** Material supplied follows **

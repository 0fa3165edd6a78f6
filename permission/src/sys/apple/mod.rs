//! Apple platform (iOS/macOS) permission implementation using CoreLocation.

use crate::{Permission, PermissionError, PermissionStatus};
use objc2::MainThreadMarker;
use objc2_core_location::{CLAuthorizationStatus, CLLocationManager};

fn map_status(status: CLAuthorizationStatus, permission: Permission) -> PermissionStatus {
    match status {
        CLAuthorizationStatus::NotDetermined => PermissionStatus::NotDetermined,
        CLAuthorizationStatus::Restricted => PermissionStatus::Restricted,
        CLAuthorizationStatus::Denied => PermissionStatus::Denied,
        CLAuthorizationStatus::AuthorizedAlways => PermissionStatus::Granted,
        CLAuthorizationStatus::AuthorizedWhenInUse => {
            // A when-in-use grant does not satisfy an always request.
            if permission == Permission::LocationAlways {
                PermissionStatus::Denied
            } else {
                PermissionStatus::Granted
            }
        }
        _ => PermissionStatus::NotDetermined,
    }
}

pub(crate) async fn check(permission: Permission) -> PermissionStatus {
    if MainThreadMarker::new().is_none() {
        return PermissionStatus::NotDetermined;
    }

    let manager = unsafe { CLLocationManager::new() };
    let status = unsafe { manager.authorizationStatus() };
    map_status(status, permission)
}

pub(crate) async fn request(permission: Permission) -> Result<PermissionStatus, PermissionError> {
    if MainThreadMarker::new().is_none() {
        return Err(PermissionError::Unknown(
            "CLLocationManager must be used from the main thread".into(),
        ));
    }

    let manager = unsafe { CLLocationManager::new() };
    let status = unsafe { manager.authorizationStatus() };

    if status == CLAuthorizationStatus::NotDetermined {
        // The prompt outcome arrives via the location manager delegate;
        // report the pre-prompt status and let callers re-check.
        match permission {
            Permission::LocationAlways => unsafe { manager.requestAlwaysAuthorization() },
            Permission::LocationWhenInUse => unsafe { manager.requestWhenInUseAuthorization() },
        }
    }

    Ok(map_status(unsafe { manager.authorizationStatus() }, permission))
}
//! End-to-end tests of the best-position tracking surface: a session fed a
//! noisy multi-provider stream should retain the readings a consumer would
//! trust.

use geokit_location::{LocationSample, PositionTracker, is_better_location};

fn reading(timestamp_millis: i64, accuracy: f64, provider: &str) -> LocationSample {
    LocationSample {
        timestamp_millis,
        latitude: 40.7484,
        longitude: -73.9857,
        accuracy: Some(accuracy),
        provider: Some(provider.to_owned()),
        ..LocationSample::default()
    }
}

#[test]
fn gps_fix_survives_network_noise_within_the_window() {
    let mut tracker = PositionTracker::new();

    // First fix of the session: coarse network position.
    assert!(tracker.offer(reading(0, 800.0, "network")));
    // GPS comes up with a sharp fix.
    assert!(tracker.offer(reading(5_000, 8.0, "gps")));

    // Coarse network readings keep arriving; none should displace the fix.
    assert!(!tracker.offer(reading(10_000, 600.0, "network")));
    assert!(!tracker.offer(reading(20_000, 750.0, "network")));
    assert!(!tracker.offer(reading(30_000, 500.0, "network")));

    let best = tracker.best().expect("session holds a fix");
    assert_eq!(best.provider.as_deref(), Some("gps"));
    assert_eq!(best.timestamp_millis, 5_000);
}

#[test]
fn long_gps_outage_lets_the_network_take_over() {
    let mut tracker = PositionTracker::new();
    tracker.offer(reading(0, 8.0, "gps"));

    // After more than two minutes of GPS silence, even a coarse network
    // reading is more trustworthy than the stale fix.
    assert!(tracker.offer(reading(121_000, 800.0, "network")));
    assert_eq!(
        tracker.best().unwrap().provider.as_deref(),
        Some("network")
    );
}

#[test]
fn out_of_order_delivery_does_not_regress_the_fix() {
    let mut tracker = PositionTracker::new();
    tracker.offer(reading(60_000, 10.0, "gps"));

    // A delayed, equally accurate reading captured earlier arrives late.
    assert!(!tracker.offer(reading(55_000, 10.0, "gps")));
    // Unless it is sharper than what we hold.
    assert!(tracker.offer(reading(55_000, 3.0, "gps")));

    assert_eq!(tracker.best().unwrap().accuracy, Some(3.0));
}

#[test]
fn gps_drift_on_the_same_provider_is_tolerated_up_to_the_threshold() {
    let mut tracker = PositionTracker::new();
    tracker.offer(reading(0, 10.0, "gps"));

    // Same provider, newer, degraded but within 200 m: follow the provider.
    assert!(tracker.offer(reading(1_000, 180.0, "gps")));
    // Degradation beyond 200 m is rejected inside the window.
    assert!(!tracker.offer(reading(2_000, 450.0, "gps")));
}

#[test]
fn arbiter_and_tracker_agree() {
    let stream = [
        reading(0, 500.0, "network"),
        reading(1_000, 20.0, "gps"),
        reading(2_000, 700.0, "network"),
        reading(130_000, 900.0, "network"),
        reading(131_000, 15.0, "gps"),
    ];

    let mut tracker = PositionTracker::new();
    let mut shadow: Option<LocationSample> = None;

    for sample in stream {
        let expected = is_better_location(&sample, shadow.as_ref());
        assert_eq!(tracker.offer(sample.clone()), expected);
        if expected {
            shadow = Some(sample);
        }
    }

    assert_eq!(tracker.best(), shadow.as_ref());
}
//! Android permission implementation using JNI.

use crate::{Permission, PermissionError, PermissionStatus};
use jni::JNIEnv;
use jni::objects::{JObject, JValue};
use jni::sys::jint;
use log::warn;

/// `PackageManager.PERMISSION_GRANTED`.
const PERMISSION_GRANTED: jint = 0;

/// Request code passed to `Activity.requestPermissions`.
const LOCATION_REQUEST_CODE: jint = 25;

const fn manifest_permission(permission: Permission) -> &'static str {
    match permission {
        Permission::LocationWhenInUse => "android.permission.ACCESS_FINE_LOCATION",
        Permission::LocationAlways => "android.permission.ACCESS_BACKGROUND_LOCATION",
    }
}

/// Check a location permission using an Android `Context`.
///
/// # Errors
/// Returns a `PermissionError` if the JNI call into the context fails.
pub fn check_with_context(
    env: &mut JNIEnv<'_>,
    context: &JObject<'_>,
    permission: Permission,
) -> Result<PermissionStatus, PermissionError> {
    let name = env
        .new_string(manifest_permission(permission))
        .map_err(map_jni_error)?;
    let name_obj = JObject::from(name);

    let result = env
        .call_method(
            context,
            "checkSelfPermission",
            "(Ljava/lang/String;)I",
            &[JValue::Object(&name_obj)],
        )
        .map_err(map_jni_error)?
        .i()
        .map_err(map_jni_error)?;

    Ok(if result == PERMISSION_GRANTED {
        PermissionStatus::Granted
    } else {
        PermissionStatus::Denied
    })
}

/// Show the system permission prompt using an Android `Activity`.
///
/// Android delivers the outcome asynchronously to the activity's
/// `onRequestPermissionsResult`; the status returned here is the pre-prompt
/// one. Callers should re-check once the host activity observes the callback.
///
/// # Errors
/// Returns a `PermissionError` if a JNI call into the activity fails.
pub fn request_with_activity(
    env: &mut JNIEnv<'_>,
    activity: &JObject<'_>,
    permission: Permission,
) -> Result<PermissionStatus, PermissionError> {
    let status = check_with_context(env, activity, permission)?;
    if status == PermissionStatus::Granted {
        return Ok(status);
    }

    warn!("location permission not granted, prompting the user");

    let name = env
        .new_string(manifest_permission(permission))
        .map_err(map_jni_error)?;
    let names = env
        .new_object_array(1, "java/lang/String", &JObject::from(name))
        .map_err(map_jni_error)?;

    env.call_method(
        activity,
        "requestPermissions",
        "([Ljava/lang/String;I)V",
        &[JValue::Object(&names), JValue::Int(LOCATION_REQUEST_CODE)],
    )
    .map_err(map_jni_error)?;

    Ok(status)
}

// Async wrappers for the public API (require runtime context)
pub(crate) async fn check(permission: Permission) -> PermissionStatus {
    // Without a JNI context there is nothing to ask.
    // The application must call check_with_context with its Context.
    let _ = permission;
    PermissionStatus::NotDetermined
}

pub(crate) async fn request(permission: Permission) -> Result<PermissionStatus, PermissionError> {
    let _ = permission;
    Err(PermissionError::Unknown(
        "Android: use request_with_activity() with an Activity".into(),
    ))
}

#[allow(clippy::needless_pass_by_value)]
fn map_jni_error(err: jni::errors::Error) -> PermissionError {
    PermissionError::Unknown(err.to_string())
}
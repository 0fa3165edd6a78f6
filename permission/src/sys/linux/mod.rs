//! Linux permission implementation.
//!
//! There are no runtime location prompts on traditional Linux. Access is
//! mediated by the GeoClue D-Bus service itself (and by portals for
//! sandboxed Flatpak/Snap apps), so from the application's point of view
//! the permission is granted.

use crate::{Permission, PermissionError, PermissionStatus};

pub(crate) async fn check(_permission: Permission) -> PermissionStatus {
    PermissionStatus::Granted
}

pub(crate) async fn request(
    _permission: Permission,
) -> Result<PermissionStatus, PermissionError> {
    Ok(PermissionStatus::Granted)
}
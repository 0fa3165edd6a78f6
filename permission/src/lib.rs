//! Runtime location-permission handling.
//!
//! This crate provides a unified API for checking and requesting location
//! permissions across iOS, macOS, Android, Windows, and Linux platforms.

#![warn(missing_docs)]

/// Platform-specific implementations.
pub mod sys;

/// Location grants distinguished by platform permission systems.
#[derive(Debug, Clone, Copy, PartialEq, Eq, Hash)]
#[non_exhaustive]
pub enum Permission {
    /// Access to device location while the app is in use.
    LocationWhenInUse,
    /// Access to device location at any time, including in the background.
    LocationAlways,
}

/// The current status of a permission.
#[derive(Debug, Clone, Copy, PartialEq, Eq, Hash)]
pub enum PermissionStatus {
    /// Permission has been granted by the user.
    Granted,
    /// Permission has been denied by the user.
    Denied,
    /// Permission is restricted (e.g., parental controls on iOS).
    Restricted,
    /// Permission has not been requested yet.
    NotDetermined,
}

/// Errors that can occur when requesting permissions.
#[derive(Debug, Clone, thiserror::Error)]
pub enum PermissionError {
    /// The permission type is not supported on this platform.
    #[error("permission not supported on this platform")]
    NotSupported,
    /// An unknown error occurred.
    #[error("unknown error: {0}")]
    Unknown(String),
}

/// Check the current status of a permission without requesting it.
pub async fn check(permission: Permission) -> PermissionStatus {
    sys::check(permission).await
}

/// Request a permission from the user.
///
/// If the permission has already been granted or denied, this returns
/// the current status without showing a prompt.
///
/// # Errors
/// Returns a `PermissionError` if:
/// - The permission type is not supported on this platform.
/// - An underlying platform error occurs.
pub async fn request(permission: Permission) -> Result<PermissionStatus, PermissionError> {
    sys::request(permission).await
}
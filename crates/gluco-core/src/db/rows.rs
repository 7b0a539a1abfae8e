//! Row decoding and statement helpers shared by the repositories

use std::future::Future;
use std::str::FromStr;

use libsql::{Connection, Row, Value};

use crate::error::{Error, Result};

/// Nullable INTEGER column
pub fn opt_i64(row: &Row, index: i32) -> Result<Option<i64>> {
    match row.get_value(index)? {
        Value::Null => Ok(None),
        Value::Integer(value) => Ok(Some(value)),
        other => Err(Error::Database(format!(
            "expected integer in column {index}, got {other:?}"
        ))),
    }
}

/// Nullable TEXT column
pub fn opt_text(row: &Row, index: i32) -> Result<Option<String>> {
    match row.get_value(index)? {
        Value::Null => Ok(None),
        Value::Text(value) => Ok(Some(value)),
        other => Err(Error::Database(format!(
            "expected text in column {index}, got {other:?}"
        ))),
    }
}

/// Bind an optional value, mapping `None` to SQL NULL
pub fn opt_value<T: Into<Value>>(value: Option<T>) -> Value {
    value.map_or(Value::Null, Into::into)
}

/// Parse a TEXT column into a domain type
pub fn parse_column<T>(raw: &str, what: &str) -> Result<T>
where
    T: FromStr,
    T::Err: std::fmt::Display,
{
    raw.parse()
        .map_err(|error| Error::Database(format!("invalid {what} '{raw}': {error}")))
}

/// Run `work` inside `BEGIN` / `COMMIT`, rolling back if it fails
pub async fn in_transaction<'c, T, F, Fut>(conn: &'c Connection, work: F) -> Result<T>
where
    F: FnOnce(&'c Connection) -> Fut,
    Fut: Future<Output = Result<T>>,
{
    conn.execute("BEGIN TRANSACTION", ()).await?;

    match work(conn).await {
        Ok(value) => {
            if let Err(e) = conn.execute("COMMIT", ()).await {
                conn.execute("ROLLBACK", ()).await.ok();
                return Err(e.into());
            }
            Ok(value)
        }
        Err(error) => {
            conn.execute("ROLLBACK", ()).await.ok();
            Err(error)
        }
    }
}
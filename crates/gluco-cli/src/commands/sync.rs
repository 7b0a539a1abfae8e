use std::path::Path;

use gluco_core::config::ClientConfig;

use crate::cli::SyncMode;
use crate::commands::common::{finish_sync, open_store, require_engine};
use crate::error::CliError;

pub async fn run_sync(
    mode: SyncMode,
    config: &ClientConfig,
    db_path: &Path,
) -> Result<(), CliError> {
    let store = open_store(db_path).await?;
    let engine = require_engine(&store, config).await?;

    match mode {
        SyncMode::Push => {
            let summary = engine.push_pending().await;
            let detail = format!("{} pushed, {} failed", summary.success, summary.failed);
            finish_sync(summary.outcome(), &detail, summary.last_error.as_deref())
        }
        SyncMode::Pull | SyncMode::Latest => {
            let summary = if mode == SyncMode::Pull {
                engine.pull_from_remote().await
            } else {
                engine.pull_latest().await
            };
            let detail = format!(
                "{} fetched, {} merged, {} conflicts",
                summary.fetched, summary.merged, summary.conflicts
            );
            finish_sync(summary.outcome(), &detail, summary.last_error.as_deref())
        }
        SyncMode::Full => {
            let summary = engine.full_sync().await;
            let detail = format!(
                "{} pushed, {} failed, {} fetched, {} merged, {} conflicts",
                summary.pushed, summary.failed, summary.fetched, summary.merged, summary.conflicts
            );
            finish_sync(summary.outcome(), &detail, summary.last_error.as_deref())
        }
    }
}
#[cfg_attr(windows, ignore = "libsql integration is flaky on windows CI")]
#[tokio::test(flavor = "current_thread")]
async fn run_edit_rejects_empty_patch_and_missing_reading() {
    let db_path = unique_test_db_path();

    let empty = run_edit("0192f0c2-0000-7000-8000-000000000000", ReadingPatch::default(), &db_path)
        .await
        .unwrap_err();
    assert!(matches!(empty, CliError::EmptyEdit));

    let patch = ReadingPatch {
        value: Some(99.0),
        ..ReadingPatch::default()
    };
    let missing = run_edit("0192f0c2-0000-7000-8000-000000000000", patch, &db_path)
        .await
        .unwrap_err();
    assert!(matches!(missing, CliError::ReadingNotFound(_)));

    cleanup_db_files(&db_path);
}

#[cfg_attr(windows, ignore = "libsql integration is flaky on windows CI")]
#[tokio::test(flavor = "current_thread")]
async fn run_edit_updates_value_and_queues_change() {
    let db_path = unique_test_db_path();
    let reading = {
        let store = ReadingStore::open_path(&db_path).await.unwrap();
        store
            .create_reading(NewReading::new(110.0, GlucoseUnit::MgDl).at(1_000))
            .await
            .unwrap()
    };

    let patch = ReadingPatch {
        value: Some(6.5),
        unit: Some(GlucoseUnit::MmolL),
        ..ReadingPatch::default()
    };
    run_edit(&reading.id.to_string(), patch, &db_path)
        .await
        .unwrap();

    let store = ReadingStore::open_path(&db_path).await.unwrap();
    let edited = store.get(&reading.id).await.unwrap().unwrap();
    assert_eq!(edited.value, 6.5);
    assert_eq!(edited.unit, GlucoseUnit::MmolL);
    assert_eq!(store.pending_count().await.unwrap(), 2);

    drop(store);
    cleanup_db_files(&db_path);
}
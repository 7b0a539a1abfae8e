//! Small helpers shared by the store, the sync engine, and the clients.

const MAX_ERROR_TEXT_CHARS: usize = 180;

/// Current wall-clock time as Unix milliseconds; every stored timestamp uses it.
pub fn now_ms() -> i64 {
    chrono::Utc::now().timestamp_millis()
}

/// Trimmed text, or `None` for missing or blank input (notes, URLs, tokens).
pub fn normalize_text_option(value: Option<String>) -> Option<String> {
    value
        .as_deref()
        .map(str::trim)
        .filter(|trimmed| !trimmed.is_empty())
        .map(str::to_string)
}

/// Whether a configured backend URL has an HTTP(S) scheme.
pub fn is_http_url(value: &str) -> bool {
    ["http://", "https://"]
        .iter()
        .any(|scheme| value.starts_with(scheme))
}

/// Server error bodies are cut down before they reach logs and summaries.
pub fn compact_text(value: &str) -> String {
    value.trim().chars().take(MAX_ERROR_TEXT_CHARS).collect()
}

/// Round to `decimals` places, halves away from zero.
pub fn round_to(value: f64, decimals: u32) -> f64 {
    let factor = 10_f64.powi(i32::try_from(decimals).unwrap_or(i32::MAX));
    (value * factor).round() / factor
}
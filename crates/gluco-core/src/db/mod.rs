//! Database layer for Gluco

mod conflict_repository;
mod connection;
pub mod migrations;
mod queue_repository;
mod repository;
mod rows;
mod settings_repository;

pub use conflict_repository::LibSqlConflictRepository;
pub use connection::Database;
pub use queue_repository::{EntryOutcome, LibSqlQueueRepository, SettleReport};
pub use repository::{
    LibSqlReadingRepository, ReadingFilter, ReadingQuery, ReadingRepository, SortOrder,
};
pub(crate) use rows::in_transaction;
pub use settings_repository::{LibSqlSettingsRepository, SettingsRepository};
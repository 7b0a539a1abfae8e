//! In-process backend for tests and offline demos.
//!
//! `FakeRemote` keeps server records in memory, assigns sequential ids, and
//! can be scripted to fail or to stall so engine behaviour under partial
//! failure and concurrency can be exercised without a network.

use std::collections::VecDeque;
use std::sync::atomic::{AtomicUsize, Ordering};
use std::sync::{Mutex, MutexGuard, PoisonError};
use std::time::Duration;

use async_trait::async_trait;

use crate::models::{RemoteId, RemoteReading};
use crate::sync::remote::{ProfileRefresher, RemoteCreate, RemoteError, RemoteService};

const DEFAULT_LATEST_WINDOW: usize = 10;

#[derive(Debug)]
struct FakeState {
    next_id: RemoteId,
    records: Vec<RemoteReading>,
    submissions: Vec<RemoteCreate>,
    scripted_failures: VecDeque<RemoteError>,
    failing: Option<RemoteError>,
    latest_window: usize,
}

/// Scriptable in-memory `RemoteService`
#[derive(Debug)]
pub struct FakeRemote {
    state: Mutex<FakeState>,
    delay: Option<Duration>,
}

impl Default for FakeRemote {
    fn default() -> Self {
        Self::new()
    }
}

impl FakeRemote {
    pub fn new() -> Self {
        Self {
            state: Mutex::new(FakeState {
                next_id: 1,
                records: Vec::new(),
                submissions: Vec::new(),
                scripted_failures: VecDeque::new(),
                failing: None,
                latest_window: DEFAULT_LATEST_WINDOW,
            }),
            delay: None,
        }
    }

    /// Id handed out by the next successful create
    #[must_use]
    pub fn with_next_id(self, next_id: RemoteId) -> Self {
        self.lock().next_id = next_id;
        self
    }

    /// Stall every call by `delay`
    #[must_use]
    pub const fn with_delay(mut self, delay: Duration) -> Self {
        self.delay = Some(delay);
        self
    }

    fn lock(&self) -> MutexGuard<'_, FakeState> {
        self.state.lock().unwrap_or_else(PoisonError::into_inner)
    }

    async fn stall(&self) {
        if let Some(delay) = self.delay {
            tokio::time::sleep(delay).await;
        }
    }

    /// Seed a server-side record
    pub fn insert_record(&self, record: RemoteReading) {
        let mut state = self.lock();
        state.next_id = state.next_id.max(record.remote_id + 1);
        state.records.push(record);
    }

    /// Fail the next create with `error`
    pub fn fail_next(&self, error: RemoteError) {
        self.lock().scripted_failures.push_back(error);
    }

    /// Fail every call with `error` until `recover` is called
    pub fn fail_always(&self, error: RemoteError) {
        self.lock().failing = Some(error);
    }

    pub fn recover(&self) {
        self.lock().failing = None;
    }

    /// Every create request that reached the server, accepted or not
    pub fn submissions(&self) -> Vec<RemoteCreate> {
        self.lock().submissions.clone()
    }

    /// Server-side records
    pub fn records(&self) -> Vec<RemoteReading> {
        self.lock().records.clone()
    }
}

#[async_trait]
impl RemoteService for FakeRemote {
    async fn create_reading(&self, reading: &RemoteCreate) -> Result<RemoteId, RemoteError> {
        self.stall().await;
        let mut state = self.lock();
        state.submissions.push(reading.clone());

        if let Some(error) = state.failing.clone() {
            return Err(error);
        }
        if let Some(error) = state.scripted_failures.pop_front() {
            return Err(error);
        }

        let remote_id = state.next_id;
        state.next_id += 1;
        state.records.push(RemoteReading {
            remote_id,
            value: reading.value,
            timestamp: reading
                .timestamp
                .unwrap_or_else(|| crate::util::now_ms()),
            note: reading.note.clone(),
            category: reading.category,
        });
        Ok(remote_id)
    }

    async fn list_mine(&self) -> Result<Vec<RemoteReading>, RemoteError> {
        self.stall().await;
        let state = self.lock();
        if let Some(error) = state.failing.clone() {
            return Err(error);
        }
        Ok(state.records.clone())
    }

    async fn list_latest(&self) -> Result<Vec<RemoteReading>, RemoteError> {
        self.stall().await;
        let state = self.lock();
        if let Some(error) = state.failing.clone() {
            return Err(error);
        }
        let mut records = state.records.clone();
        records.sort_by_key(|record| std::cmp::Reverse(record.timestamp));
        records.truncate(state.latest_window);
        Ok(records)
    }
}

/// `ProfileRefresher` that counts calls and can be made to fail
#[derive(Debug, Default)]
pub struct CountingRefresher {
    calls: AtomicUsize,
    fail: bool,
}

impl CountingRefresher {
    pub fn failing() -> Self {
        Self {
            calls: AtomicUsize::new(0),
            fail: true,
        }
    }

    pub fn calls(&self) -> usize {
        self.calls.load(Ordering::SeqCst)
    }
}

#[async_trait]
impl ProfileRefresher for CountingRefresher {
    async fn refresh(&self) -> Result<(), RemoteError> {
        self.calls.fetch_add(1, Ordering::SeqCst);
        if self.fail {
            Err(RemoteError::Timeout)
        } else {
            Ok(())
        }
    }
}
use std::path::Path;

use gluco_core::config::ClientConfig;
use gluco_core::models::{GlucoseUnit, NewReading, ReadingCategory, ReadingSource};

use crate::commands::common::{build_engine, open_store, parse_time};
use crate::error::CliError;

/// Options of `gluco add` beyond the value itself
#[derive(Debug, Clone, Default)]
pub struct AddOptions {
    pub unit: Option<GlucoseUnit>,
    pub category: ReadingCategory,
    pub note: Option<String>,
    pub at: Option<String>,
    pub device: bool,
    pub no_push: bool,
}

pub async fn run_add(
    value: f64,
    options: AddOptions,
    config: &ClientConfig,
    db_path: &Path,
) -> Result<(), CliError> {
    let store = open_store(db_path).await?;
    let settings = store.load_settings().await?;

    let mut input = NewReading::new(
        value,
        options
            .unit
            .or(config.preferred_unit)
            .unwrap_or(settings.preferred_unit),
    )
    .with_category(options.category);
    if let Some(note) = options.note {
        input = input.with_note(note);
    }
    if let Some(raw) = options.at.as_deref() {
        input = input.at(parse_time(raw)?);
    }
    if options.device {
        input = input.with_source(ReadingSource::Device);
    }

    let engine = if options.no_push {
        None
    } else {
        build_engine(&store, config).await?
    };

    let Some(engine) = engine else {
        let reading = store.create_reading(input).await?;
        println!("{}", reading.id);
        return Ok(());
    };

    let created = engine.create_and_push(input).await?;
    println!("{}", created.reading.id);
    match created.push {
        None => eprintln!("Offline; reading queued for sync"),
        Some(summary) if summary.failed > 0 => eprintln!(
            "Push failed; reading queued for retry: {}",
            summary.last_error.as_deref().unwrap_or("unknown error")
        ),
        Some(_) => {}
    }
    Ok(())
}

** End of Material supplied **

§ Your task
Restate the material word for word, but only from its first line through the line containing "use objc2::MainThreadMarker;".

§ Response
repository 0fa3165edd6a78f6
filename permission/src/sys/apple/mod.rs
//! Apple platform (iOS/macOS) permission implementation using CoreLocation.

use crate::{Permission, PermissionError, PermissionStatus};
use objc2::MainThreadMarker;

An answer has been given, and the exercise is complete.